I believe this is the only possible stack (with the new parameter) once
autoclose is set to false. If autoclose is true we'd skip the call to
waitForClose and just go directly to Socket.close() unless I'm mistaken.

    -Rob

On 15/09/17 07:55, Xuelei Fan wrote:
> On 9/15/2017 7:41 AM, Rob McKenna wrote:
> >On 15/09/17 07:07, Xuelei Fan wrote:
> >>On 9/15/2017 7:00 AM, Rob McKenna wrote:
> >>>When we call close() on the SSLSocket that calls close() on the
> >>>underlying java Socket which closes the native socket.
> >>>
> >>Sorry, I did not get the point.  Please see the close() implementation of
> >>SSLSocket (sun.security.ssl.SSLSocketImpl.close()) about the details.
> >
> >Running my original test against an instrumented 8u-dev produces the
> >following:
> >
> >java.lang.Exception: Stack trace
> >     at java.lang.Thread.dumpStack(Thread.java:1336)

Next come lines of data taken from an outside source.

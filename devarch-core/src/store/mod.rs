use std::sync::Arc;

use chrono::{DateTime, Utc};
use sqlx::{Pool, Sqlite, SqlitePool};

use crate::error::{Error, Result};
use crate::secrets::SecretsBox;

mod instances;
mod lockfiles;
mod locks;
mod overrides;
mod stacks;
mod templates;
mod transfer;

pub use templates::TemplateSpec;
pub use transfer::ImportReport;

/// Relational store for stacks, instances, overrides, locks, and lockfile
/// records. One pool process-wide; short transactions per mutation.
#[derive(Clone)]
pub struct Store {
    pool: Pool<Sqlite>,
    secrets: Option<Arc<SecretsBox>>,
}

impl Store {
    pub async fn new(database_path: &str) -> Result<Self> {
        let expanded = shellexpand::tilde(database_path).to_string();
        tracing::debug!("database path: {} -> {}", database_path, expanded);

        if let Some(parent) = std::path::Path::new(&expanded).parent() {
            tokio::fs::create_dir_all(parent).await?;
        }
        if !std::path::Path::new(&expanded).exists() {
            tokio::fs::write(&expanded, "").await?;
        }

        let pool = SqlitePool::connect(&format!("sqlite:{}", expanded)).await?;
        let store = Self {
            pool,
            secrets: None,
        };
        store.migrate().await?;
        Ok(store)
    }

    /// Attach the at-rest encryption boundary for secret env values.
    pub fn with_secrets(mut self, secrets: Arc<SecretsBox>) -> Self {
        self.secrets = Some(secrets);
        self
    }

    pub(crate) fn pool(&self) -> &Pool<Sqlite> {
        &self.pool
    }

    pub(crate) fn secrets(&self) -> Option<&SecretsBox> {
        self.secrets.as_deref()
    }

    pub async fn ping(&self) -> Result<()> {
        sqlx::query("SELECT 1").execute(&self.pool).await?;
        Ok(())
    }

    async fn migrate(&self) -> Result<()> {
        sqlx::query(
            r#"
            CREATE TABLE IF NOT EXISTS templates (
                id TEXT PRIMARY KEY,
                name TEXT NOT NULL UNIQUE,
                version INTEGER NOT NULL DEFAULT 1,
                image TEXT NOT NULL,
                restart_policy TEXT,
                command TEXT,
                run_as TEXT,
                ports TEXT NOT NULL DEFAULT '[]',
                volumes TEXT NOT NULL DEFAULT '[]',
                env TEXT NOT NULL DEFAULT '[]',
                labels TEXT NOT NULL DEFAULT '{}',
                domains TEXT NOT NULL DEFAULT '[]',
                healthcheck TEXT,
                config_files TEXT NOT NULL DEFAULT '[]',
                depends_on TEXT NOT NULL DEFAULT '[]',
                created_at TEXT NOT NULL,
                updated_at TEXT NOT NULL
            );

            CREATE TABLE IF NOT EXISTS stacks (
                id TEXT PRIMARY KEY,
                name TEXT NOT NULL,
                description TEXT NOT NULL DEFAULT '',
                network_name TEXT,
                enabled INTEGER NOT NULL DEFAULT 1,
                last_applied_checksum TEXT,
                created_at TEXT NOT NULL,
                updated_at TEXT NOT NULL,
                deleted_at TEXT
            );
            CREATE UNIQUE INDEX IF NOT EXISTS idx_stacks_active_name
                ON stacks (name) WHERE deleted_at IS NULL;

            CREATE TABLE IF NOT EXISTS instances (
                id TEXT PRIMARY KEY,
                stack_id TEXT NOT NULL REFERENCES stacks (id),
                instance_id TEXT NOT NULL,
                template_id TEXT NOT NULL REFERENCES templates (id),
                enabled INTEGER NOT NULL DEFAULT 1,
                created_at TEXT NOT NULL,
                updated_at TEXT NOT NULL,
                deleted_at TEXT
            );
            CREATE UNIQUE INDEX IF NOT EXISTS idx_instances_active
                ON instances (stack_id, instance_id) WHERE deleted_at IS NULL;
            CREATE INDEX IF NOT EXISTS idx_instances_stack ON instances (stack_id);

            CREATE TABLE IF NOT EXISTS override_scalars (
                instance_pk TEXT PRIMARY KEY REFERENCES instances (id),
                image TEXT,
                restart_policy TEXT,
                command TEXT,
                run_as TEXT
            );

            CREATE TABLE IF NOT EXISTS override_ports (
                instance_pk TEXT NOT NULL REFERENCES instances (id),
                position INTEGER NOT NULL,
                host_port INTEGER,
                container_port INTEGER NOT NULL,
                protocol TEXT NOT NULL DEFAULT 'tcp',
                PRIMARY KEY (instance_pk, position)
            );

            CREATE TABLE IF NOT EXISTS override_volumes (
                instance_pk TEXT NOT NULL REFERENCES instances (id),
                position INTEGER NOT NULL,
                source TEXT NOT NULL,
                target TEXT NOT NULL,
                read_only INTEGER NOT NULL DEFAULT 0,
                kind TEXT NOT NULL DEFAULT 'bind',
                PRIMARY KEY (instance_pk, position)
            );

            CREATE TABLE IF NOT EXISTS override_env (
                instance_pk TEXT NOT NULL REFERENCES instances (id),
                key TEXT NOT NULL,
                value TEXT NOT NULL,
                secret INTEGER NOT NULL DEFAULT 0,
                PRIMARY KEY (instance_pk, key)
            );

            CREATE TABLE IF NOT EXISTS override_labels (
                instance_pk TEXT NOT NULL REFERENCES instances (id),
                key TEXT NOT NULL,
                value TEXT NOT NULL,
                PRIMARY KEY (instance_pk, key)
            );

            CREATE TABLE IF NOT EXISTS override_domains (
                instance_pk TEXT NOT NULL REFERENCES instances (id),
                position INTEGER NOT NULL,
                host TEXT NOT NULL,
                port INTEGER NOT NULL,
                PRIMARY KEY (instance_pk, position)
            );

            CREATE TABLE IF NOT EXISTS override_healthcheck (
                instance_pk TEXT PRIMARY KEY REFERENCES instances (id),
                test TEXT NOT NULL,
                interval_secs INTEGER NOT NULL,
                timeout_secs INTEGER NOT NULL,
                retries INTEGER NOT NULL,
                start_period_secs INTEGER NOT NULL
            );

            CREATE TABLE IF NOT EXISTS override_deps (
                instance_pk TEXT NOT NULL REFERENCES instances (id),
                position INTEGER NOT NULL,
                depends_on TEXT NOT NULL,
                PRIMARY KEY (instance_pk, depends_on)
            );

            CREATE TABLE IF NOT EXISTS override_config_files (
                instance_pk TEXT NOT NULL REFERENCES instances (id),
                path TEXT NOT NULL,
                content TEXT NOT NULL,
                mode INTEGER,
                PRIMARY KEY (instance_pk, path)
            );

            CREATE TABLE IF NOT EXISTS stack_locks (
                stack_id TEXT PRIMARY KEY REFERENCES stacks (id),
                holder TEXT NOT NULL,
                acquired_at TEXT NOT NULL,
                deadline TEXT NOT NULL
            );

            CREATE TABLE IF NOT EXISTS lockfile_entries (
                stack_id TEXT NOT NULL REFERENCES stacks (id),
                instance_id TEXT NOT NULL,
                host_ports TEXT NOT NULL DEFAULT '[]',
                image_digest TEXT,
                template_version INTEGER NOT NULL,
                config_hash TEXT NOT NULL,
                config_snapshot TEXT NOT NULL,
                recorded_at TEXT NOT NULL,
                PRIMARY KEY (stack_id, instance_id)
            );
            "#,
        )
        .execute(&self.pool)
        .await?;
        Ok(())
    }
}

pub(crate) fn now_rfc3339() -> String {
    Utc::now().to_rfc3339()
}

pub(crate) fn parse_ts(raw: &str) -> Result<DateTime<Utc>> {
    DateTime::parse_from_rfc3339(raw)
        .map(|dt| dt.with_timezone(&Utc))
        .map_err(|e| Error::internal(format!("malformed timestamp '{}': {}", raw, e)))
}

pub(crate) fn parse_ts_opt(raw: Option<&str>) -> Result<Option<DateTime<Utc>>> {
    raw.map(parse_ts).transpose()
}
use std::collections::HashMap;

use serde::{Deserialize, Serialize};
use uuid::Uuid;

use crate::error::{Error, Result};
use crate::manifest::Manifest;
use crate::secrets;
use crate::types::VolumeKind;
use crate::validation;

use super::{now_rfc3339, Store};

#[derive(Debug, Clone, Default, Serialize, Deserialize)]
pub struct ImportReport {
    pub stack: String,
    pub created_stack: bool,
    pub created_instances: Vec<String>,
    pub updated_instances: Vec<String>,
}

impl Store {
    /// Import a manifest, create-update style: instances present in the
    /// manifest are created or have their override sets replaced; anything
    /// else in the store is left untouched. The whole import is one
    /// transaction — a missing template or invalid name rolls everything
    /// back.
    pub async fn import_manifest(&self, manifest: &Manifest) -> Result<ImportReport> {
        let stack_name = manifest.stack.name.as_str();
        validation::validate_stack_name(stack_name)?;
        for instance_id in manifest.instances.keys() {
            validation::validate_instance_id(stack_name, instance_id)?;
        }

        // Resolve templates up front so the error names the missing one.
        let mut template_ids: HashMap<&str, String> = HashMap::new();
        for (instance_id, m_instance) in &manifest.instances {
            match self.get_template_by_name(&m_instance.template).await? {
                Some(template) => {
                    template_ids.insert(m_instance.template.as_str(), template.id);
                }
                None => {
                    return Err(Error::not_found(format!(
                        "template '{}' (wanted by instance '{}') not found",
                        m_instance.template, instance_id
                    ))
                    .with_field("template"));
                }
            }
        }

        let existing_stack = self.get_stack(stack_name).await?;
        let mut report = ImportReport {
            stack: stack_name.to_string(),
            ..Default::default()
        };

        let now = now_rfc3339();
        let mut tx = self.pool().begin().await?;

        let stack_id = match &existing_stack {
            Some(stack) => {
                sqlx::query(
                    "UPDATE stacks SET description = ?, network_name = ?, enabled = ?, updated_at = ? WHERE id = ?",
                )
                .bind(&manifest.stack.description)
                .bind(&manifest.stack.network)
                .bind(manifest.stack.enabled as i64)
                .bind(&now)
                .bind(&stack.id)
                .execute(&mut *tx)
                .await?;
                stack.id.clone()
            }
            None => {
                let id = Uuid::new_v4().to_string();
                sqlx::query(
                    "INSERT INTO stacks (id, name, description, network_name, enabled, created_at, updated_at) \
                     VALUES (?, ?, ?, ?, ?, ?, ?)",
                )
                .bind(&id)
                .bind(stack_name)
                .bind(&manifest.stack.description)
                .bind(&manifest.stack.network)
                .bind(manifest.stack.enabled as i64)
                .bind(&now)
                .bind(&now)
                .execute(&mut *tx)
                .await?;
                report.created_stack = true;
                id
            }
        };

        for (instance_id, m_instance) in &manifest.instances {
            let template_id = &template_ids[m_instance.template.as_str()];

            let existing_pk = sqlx::query_as::<_, (String,)>(
                "SELECT id FROM instances WHERE stack_id = ? AND instance_id = ? AND deleted_at IS NULL",
            )
            .bind(&stack_id)
            .bind(instance_id)
            .fetch_optional(&mut *tx)
            .await?;

            let instance_pk = match existing_pk {
                Some((pk,)) => {
                    sqlx::query(
                        "UPDATE instances SET template_id = ?, enabled = ?, updated_at = ? WHERE id = ?",
                    )
                    .bind(template_id)
                    .bind(m_instance.enabled as i64)
                    .bind(&now)
                    .bind(&pk)
                    .execute(&mut *tx)
                    .await?;
                    report.updated_instances.push(instance_id.clone());
                    pk
                }
                None => {
                    let pk = Uuid::new_v4().to_string();
                    sqlx::query(
                        "INSERT INTO instances (id, stack_id, instance_id, template_id, enabled, created_at, updated_at) \
                         VALUES (?, ?, ?, ?, ?, ?, ?)",
                    )
                    .bind(&pk)
                    .bind(&stack_id)
                    .bind(instance_id)
                    .bind(template_id)
                    .bind(m_instance.enabled as i64)
                    .bind(&now)
                    .bind(&now)
                    .execute(&mut *tx)
                    .await?;
                    report.created_instances.push(instance_id.clone());
                    pk
                }
            };

            // Stored env values, so `${secret:<key>}` placeholders keep the
            // existing (sealed) value instead of erasing it.
            let stored_env: HashMap<String, String> = sqlx::query_as::<_, (String, String)>(
                "SELECT key, value FROM override_env WHERE instance_pk = ?",
            )
            .bind(&instance_pk)
            .fetch_all(&mut *tx)
            .await?
            .into_iter()
            .collect();

            for table in [
                "override_scalars",
                "override_ports",
                "override_volumes",
                "override_env",
                "override_labels",
                "override_domains",
                "override_healthcheck",
                "override_deps",
                "override_config_files",
            ] {
                sqlx::query(&format!("DELETE FROM {} WHERE instance_pk = ?", table))
                    .bind(&instance_pk)
                    .execute(&mut *tx)
                    .await?;
            }

            let ov = &m_instance.overrides;
            if ov.image.is_some()
                || ov.restart_policy.is_some()
                || ov.command.is_some()
                || ov.user.is_some()
            {
                let command_json = ov.command.as_ref().map(serde_json::to_string).transpose()?;
                sqlx::query(
                    "INSERT INTO override_scalars (instance_pk, image, restart_policy, command, run_as) \
                     VALUES (?, ?, ?, ?, ?)",
                )
                .bind(&instance_pk)
                .bind(&ov.image)
                .bind(&ov.restart_policy)
                .bind(&command_json)
                .bind(&ov.user)
                .execute(&mut *tx)
                .await?;
            }
            if let Some(ports) = &ov.ports {
                for (position, port) in ports.iter().enumerate() {
                    sqlx::query(
                        "INSERT INTO override_ports (instance_pk, position, host_port, container_port, protocol) \
                         VALUES (?, ?, ?, ?, ?)",
                    )
                    .bind(&instance_pk)
                    .bind(position as i64)
                    .bind(port.host.map(|p| p as i64))
                    .bind(port.container as i64)
                    .bind(port.protocol.as_str())
                    .execute(&mut *tx)
                    .await?;
                }
            }
            if let Some(volumes) = &ov.volumes {
                for (position, volume) in volumes.iter().enumerate() {
                    let kind = match volume.kind {
                        VolumeKind::Bind => "bind",
                        VolumeKind::Named => "named",
                    };
                    sqlx::query(
                        "INSERT INTO override_volumes (instance_pk, position, source, target, read_only, kind) \
                         VALUES (?, ?, ?, ?, ?, ?)",
                    )
                    .bind(&instance_pk)
                    .bind(position as i64)
                    .bind(&volume.source)
                    .bind(&volume.target)
                    .bind(volume.read_only as i64)
                    .bind(kind)
                    .execute(&mut *tx)
                    .await?;
                }
            }
            if let Some(env) = &ov.env {
                for (key, value) in env {
                    let (stored_value, secret) = match secrets::parse_placeholder(value) {
                        Some(_) => (
                            stored_env.get(key).cloned().unwrap_or_default(),
                            true,
                        ),
                        None => (value.clone(), false),
                    };
                    sqlx::query(
                        "INSERT INTO override_env (instance_pk, key, value, secret) VALUES (?, ?, ?, ?)",
                    )
                    .bind(&instance_pk)
                    .bind(key)
                    .bind(&stored_value)
                    .bind(secret as i64)
                    .execute(&mut *tx)
                    .await?;
                }
            }
            if let Some(labels) = &ov.labels {
                for (key, value) in labels {
                    sqlx::query(
                        "INSERT INTO override_labels (instance_pk, key, value) VALUES (?, ?, ?)",
                    )
                    .bind(&instance_pk)
                    .bind(key)
                    .bind(value)
                    .execute(&mut *tx)
                    .await?;
                }
            }
            if let Some(domains) = &ov.domains {
                for (position, domain) in domains.iter().enumerate() {
                    sqlx::query(
                        "INSERT INTO override_domains (instance_pk, position, host, port) VALUES (?, ?, ?, ?)",
                    )
                    .bind(&instance_pk)
                    .bind(position as i64)
                    .bind(&domain.host)
                    .bind(domain.port as i64)
                    .execute(&mut *tx)
                    .await?;
                }
            }
            if let Some(hc) = &ov.healthcheck {
                sqlx::query(
                    "INSERT INTO override_healthcheck \
                     (instance_pk, test, interval_secs, timeout_secs, retries, start_period_secs) \
                     VALUES (?, ?, ?, ?, ?, ?)",
                )
                .bind(&instance_pk)
                .bind(serde_json::to_string(&hc.test)?)
                .bind(hc.interval_secs as i64)
                .bind(hc.timeout_secs as i64)
                .bind(hc.retries as i64)
                .bind(hc.start_period_secs as i64)
                .execute(&mut *tx)
                .await?;
            }
            if let Some(deps) = &ov.depends_on {
                for (position, dep) in deps.iter().enumerate() {
                    sqlx::query(
                        "INSERT INTO override_deps (instance_pk, position, depends_on) VALUES (?, ?, ?)",
                    )
                    .bind(&instance_pk)
                    .bind(position as i64)
                    .bind(dep)
                    .execute(&mut *tx)
                    .await?;
                }
            }
            if let Some(files) = &ov.config_files {
                for file in files {
                    sqlx::query(
                        "INSERT INTO override_config_files (instance_pk, path, content, mode) \
                         VALUES (?, ?, ?, ?)",
                    )
                    .bind(&instance_pk)
                    .bind(&file.path)
                    .bind(&file.content)
                    .bind(file.mode.map(|m| m as i64))
                    .execute(&mut *tx)
                    .await?;
                }
            }
        }

        tx.commit().await?;
        Ok(report)
    }
}
use std::collections::BTreeMap;

use warp::http::StatusCode;
use warp::{Rejection, Reply};

use devarch_core::error::Error;
use devarch_core::types::{
    ConfigFileSpec, DomainSpec, EnvVar, HealthcheckSpec, PortSpec, ScalarOverrides, VolumeSpec,
};
use devarch_core::validation;

use crate::reject::reject;
use crate::state::AppState;

fn parse_body<T: serde::de::DeserializeOwned>(set: &str, body: serde_json::Value) -> Result<T, Rejection> {
    serde_json::from_value(body).map_err(|e| {
        reject(
            Error::validation(format!("body does not match the '{}' override shape: {}", set, e))
                .with_field(set),
        )
    })
}

/// PUT `/stacks/{stack}/instances/{instance}/{set}` — full replacement of
/// one override set.
pub async fn put(
    stack: String,
    instance_id: String,
    set: String,
    body: serde_json::Value,
    state: AppState,
) -> Result<impl Reply, Rejection> {
    let instance = state
        .store
        .require_instance(&stack, &instance_id)
        .await
        .map_err(reject)?;
    let pk = instance.id.as_str();

    match set.as_str() {
        "scalars" => {
            let scalars: ScalarOverrides = parse_body(&set, body)?;
            state
                .store
                .replace_scalars(pk, &scalars)
                .await
                .map_err(reject)?;
        }
        "ports" => {
            let ports: Vec<PortSpec> = parse_body(&set, body)?;
            state.store.replace_ports(pk, &ports).await.map_err(reject)?;
        }
        "volumes" => {
            let volumes: Vec<VolumeSpec> = parse_body(&set, body)?;
            state
                .store
                .replace_volumes(pk, &volumes)
                .await
                .map_err(reject)?;
        }
        "env" => {
            let env: Vec<EnvVar> = parse_body(&set, body)?;
            state.store.replace_env(pk, &env).await.map_err(reject)?;
        }
        "labels" => {
            let labels: BTreeMap<String, String> = parse_body(&set, body)?;
            for key in labels.keys() {
                if validation::is_reserved_label(key) {
                    return Err(reject(
                        Error::validation(format!(
                            "label '{}' is in the reserved devarch.* namespace",
                            key
                        ))
                        .with_field("labels"),
                    ));
                }
            }
            state
                .store
                .replace_labels(pk, &labels)
                .await
                .map_err(reject)?;
        }
        "domains" => {
            let domains: Vec<DomainSpec> = parse_body(&set, body)?;
            state
                .store
                .replace_domains(pk, &domains)
                .await
                .map_err(reject)?;
        }
        "healthcheck" => {
            let hc: HealthcheckSpec = parse_body(&set, body)?;
            state
                .store
                .replace_healthcheck(pk, Some(&hc))
                .await
                .map_err(reject)?;
        }
        "deps" => {
            let deps: Vec<String> = parse_body(&set, body)?;
            state.store.replace_deps(pk, &deps).await.map_err(reject)?;
        }
        "config-files" => {
            let files: Vec<ConfigFileSpec> = parse_body(&set, body)?;
            state
                .store
                .replace_config_files(pk, &files)
                .await
                .map_err(reject)?;
        }
        other => {
            return Err(reject(Error::not_found(format!(
                "unknown override set '{}'",
                other
            ))));
        }
    }

    state.publish_mutation(&stack);
    let overrides = state.store.get_overrides(pk).await.map_err(reject)?;
    Ok(warp::reply::json(&overrides))
}

/// DELETE — clear one override set so the template applies again.
pub async fn delete(
    stack: String,
    instance_id: String,
    set: String,
    state: AppState,
) -> Result<impl Reply, Rejection> {
    let instance = state
        .store
        .require_instance(&stack, &instance_id)
        .await
        .map_err(reject)?;
    let pk = instance.id.as_str();

    match set.as_str() {
        "scalars" => state
            .store
            .replace_scalars(pk, &ScalarOverrides::default())
            .await
            .map_err(reject)?,
        "ports" => state.store.replace_ports(pk, &[]).await.map_err(reject)?,
        "volumes" => state.store.replace_volumes(pk, &[]).await.map_err(reject)?,
        "env" => state.store.replace_env(pk, &[]).await.map_err(reject)?,
        "labels" => state
            .store
            .replace_labels(pk, &BTreeMap::new())
            .await
            .map_err(reject)?,
        "domains" => state.store.replace_domains(pk, &[]).await.map_err(reject)?,
        "healthcheck" => state
            .store
            .replace_healthcheck(pk, None)
            .await
            .map_err(reject)?,
        "deps" => state.store.replace_deps(pk, &[]).await.map_err(reject)?,
        "config-files" => state
            .store
            .replace_config_files(pk, &[])
            .await
            .map_err(reject)?,
        other => {
            return Err(reject(Error::not_found(format!(
                "unknown override set '{}'",
                other
            ))));
        }
    }

    state.publish_mutation(&stack);
    Ok(StatusCode::NO_CONTENT)
}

> >     at java.net.Socket.close(Socket.java:1491)
> >     at sun.security.ssl.BaseSSLSocketImpl.close(BaseSSLSocketImpl.java:624)
> >     at sun.security.ssl.SSLSocketImpl.closeSocket(SSLSocketImpl.java:1579)
> >     at sun.security.ssl.SSLSocketImpl.fatal(SSLSocketImpl.java:1980)
> >     at sun.security.ssl.SSLSocketImpl.waitForClose(SSLSocketImpl.java:1793)
> >     at sun.security.ssl.SSLSocketImpl.closeSocket(SSLSocketImpl.java:1592)
> >     at sun.security.ssl.SSLSocketImpl.closeInternal(SSLSocketImpl.java:1726)
> >     at sun.security.ssl.SSLSocketImpl.close(SSLSocketImpl.java:1615)
> >     at ssl.SSLClient.close(SSLClient.java:143)
> >     at ssl.SocketTimeoutCloseHang.ReadHang.testSSLServer(ReadHang.java:77)
> >
> It is just one possible stacks of many.  There are cases where no fatal()
> get called.  For example, application call close() method directly.